Africa-CARICOM Day Celebrations Likely On September 7

Prime Minister Mia Amor Mottley addressing Ghana’s 65th Independence Anniversary celebrations at the Cape Coast Stadium on Sunday. (Photo credit: PMO Barbados)

Author: Julie Carrington/BGIS

Prime Minister Mia Amor Mottley has suggested that Africa-CARICOM Day should be celebrated on September 7, in recognition of the first-ever Africa-Caribbean Summit aimed at forging stronger social and economic ties between the two global communities.

Speaking during Ghana’s 65th Independence Anniversary celebrations at the Cape Coast Stadium on Sunday, Ms. Mottley told the thousands gathered that African Caribbean Solidarity received a new boost on September 7, when the first African- CARICOM caucus was organised by the Presidents of Ghana and Kenya, Nana Akfuo-Addo and Uhuru Kenyatta, respectively.

The Prime Minister shared that coming out of that caucus was an agreement to establish a permanent forum for African and Caribbean countries and states jointly coordinated by the African Union and the CARICOM Secretariat.

“We agreed to also take steps that the 7th of September shall forever be known as Africa-CARICOM Day, and we ask you our brothers and sisters in Ghana, as we will in Barbados, to celebrate that day with the knowledge that those of us across the Atlantic can never be divided not even by the forces of history or the passage of times,” Ms. Mottley underlined.

She further stated: “The establishment of this forum will allow for us to bring about synergies between the CARICOM Single Market and Economy and the African Continental Free Trade Area, and it is significant that in both of these instances our two countries lead the effort, in your case the African Continental Free Trade Area, and in the case of Barbados, the CARICOM Single Market and Economy.”

Ms. Mottley contended that there was consensus on a closer working relationship with the United Nations, given Africa and the Caribbean’s shared challenges of adverse effects from climate change, and inequitable vaccine distribution, among others.

She added: “We’ve also agreed that we should collaborate and work much closer with the United Nations because many of our objectives are the same and our mission the same. We may have different routes by which we must get there. But if we have the same destination and if we have the same purpose, then we have a duty to collaborate and cooperate with each other.”

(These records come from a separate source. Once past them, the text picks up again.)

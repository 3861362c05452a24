// Account scenarios: register, login, logout, duplicate signup
//
// Tests cover:
// - registering a fresh user end to end, then deleting the account
// - signup with an email that is already registered
// - login with valid credentials
// - login with a wrong password
// - login with an email that was never registered
// - form errors in an unexpected wording report the text shown
// - logout returns to the login page

mod common;

use common::Harness;
use shop_e2e::data::expected::{
    ACCOUNT_CREATED_TITLE, ACCOUNT_DELETED_TITLE, ACCOUNT_INFORMATION_TITLE,
    ALREADY_EXIST_ERROR, EXISTING_SIGNUP_EMAIL, EXISTING_SIGNUP_NAME, EXPECTED_LOGIN_ERROR,
    LOGIN_TITLE_TEXT, SIGN_UP_TITLE_TEXT, TEST_USER,
};
use shop_e2e::Error;
use shop_e2e::data::{generate_password, generate_random_email, generate_random_user};
use shop_e2e::pages::LoginPage;

/// Signup form through "Create Account", with every entered value read
/// back before submitting.
async fn register(login: &LoginPage, name: &str, user: &shop_e2e::data::User) {
    login
        .verify_new_user_signup_text(SIGN_UP_TITLE_TEXT)
        .await
        .expect("Signup title mismatch");
    login
        .fill_name_email(name, &user.email)
        .await
        .expect("Failed to fill signup form");
    login.click_signup_button().await.expect("Failed to sign up");

    login
        .verify_account_info_title_text(ACCOUNT_INFORMATION_TITLE)
        .await
        .expect("Account information title mismatch");
    login.select_mrs_title().await.expect("Failed to select title");

    let info = user.account_info();
    login
        .fill_account_information(&info)
        .await
        .expect("Failed to fill account information");
    login
        .verify_account_information(name, &user.email, &info)
        .await
        .expect("Account information not kept");

    login
        .fill_address_information(&user.address)
        .await
        .expect("Failed to fill address");
    login
        .verify_address_information(&user.address)
        .await
        .expect("Address not kept");

    login
        .click_create_account_button()
        .await
        .expect("Failed to create account");
    login
        .wait_for_account_created()
        .await
        .expect("Account created page missing");
}

#[tokio::test]
async fn test_register_user_and_delete_account() {
    let harness = Harness::start().await;
    let user = generate_random_user();

    let login = harness
        .case
        .login_signup_page()
        .await
        .expect("Failed to open login page");
    register(&login, &user.first_name, &user).await;

    login.click_continue_button().await.expect("Failed to continue");
    login
        .verify_logged_in_user(&user.first_name)
        .await
        .expect("Not logged in after signup");

    login
        .click_delete_account_in_navbar()
        .await
        .expect("Failed to delete account");
    login
        .verify_account_deleted(ACCOUNT_DELETED_TITLE)
        .await
        .expect("Account deleted title missing");
    login.click_continue_button().await.expect("Failed to continue");
    login
        .verify_not_logged_in()
        .await
        .expect("Still logged in after deletion");

    harness.finish().await;
}

#[tokio::test]
async fn test_account_created_title_is_uppercase() {
    let harness = Harness::start().await;
    let user = generate_random_user();

    let login = harness
        .case
        .login_signup_page()
        .await
        .expect("Failed to open login page");
    register(&login, &user.first_name, &user).await;

    let title = harness
        .case
        .base_page()
        .locator(r#"[data-qa="account-created"]"#)
        .await;
    let text = harness
        .case
        .base_page()
        .read_text(&title)
        .await
        .expect("Failed to read title");
    assert_eq!(text, ACCOUNT_CREATED_TITLE);

    harness.finish().await;
}

#[tokio::test]
async fn test_register_with_existing_email() {
    let harness = Harness::start().await;

    let login = harness
        .case
        .login_signup_page()
        .await
        .expect("Failed to open login page");
    login
        .fill_name_email(EXISTING_SIGNUP_NAME, EXISTING_SIGNUP_EMAIL)
        .await
        .expect("Failed to fill signup form");
    login.click_signup_button().await.expect("Failed to sign up");

    login
        .verify_existing_email_error(ALREADY_EXIST_ERROR)
        .await
        .expect("Duplicate email error missing");
    login
        .verify_not_logged_in()
        .await
        .expect("Duplicate signup must not log in");

    harness.finish().await;
}

#[tokio::test]
async fn test_login_with_valid_credentials() {
    let harness = Harness::start().await;

    harness
        .case
        .login_user(TEST_USER.email, TEST_USER.password, TEST_USER.username)
        .await
        .expect("Login with valid credentials failed");

    harness.finish().await;
}

#[tokio::test]
async fn test_login_with_wrong_password() {
    let harness = Harness::start().await;

    let login = harness
        .case
        .login_signup_page()
        .await
        .expect("Failed to open login page");
    login
        .fill_login_form(TEST_USER.email, "not-the-password")
        .await
        .expect("Failed to fill login form");
    login.click_login_button().await.expect("Failed to log in");

    login
        .verify_incorrect_email_or_password_error(EXPECTED_LOGIN_ERROR)
        .await
        .expect("Login error missing");
    login
        .base()
        .verify_url("/login")
        .await
        .expect("Should stay on the login page");
    login
        .verify_not_logged_in()
        .await
        .expect("Wrong password must not log in");

    harness.finish().await;
}

#[tokio::test]
async fn test_login_with_unregistered_email() {
    let harness = Harness::start().await;

    let login = harness
        .case
        .login_signup_page()
        .await
        .expect("Failed to open login page");
    login
        .fill_login_form(&generate_random_email(), &generate_password(10))
        .await
        .expect("Failed to fill login form");
    login.click_login_button().await.expect("Failed to log in");

    login
        .verify_incorrect_email_or_password_error(EXPECTED_LOGIN_ERROR)
        .await
        .expect("Login error missing");
    login
        .base()
        .verify_url("/login")
        .await
        .expect("Should stay on the login page");
    login
        .verify_not_logged_in()
        .await
        .expect("Unknown email must not log in");

    harness.finish().await;
}

#[tokio::test]
async fn test_form_errors_report_the_text_shown() {
    let harness = Harness::start().await;

    let login = harness.case.login_page().await;
    login
        .base()
        .navigate("/login_errors.html")
        .await
        .expect("Failed to open login page");

    let err = login
        .verify_incorrect_email_or_password_error(EXPECTED_LOGIN_ERROR)
        .await
        .expect_err("Different login error must fail");
    match err {
        Error::Assertion { expected, actual, .. } => {
            assert_eq!(expected, EXPECTED_LOGIN_ERROR);
            assert_eq!(actual, "Login failed, please try again.");
        }
        other => panic!("Expected Assertion, got {:?}", other),
    }

    let err = login
        .verify_existing_email_error(ALREADY_EXIST_ERROR)
        .await
        .expect_err("Different signup error must fail");
    match err {
        Error::Assertion { expected, actual, .. } => {
            assert_eq!(expected, ALREADY_EXIST_ERROR);
            assert_eq!(actual, "This email is already registered.");
        }
        other => panic!("Expected Assertion, got {:?}", other),
    }

    harness.finish().await;
}

#[tokio::test]
async fn test_logout() {
    let harness = Harness::start().await;

    let login = harness
        .case
        .login_user(TEST_USER.email, TEST_USER.password, TEST_USER.username)
        .await
        .expect("Login failed");
    login.click_logout_button().await.expect("Failed to log out");

    login
        .base()
        .verify_url("/login")
        .await
        .expect("Logout should land on the login page");
    login
        .verify_login_to_your_account_text(LOGIN_TITLE_TEXT)
        .await
        .expect("Login title missing after logout");
    login
        .verify_not_logged_in()
        .await
        .expect("Still logged in after logout");

    harness.finish().await;
}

Ms. Mottley further stated: “We’ve also agreed that, that collaboration should be heard as we raise our voices against the inequity of vaccine distribution that has bedeviled our world, as if they were truly first class and second class nations of the world. We reject that….  We ask ourselves to cooperate equally on the matters of the climate crisis and we do so conscious that each of us is affected.”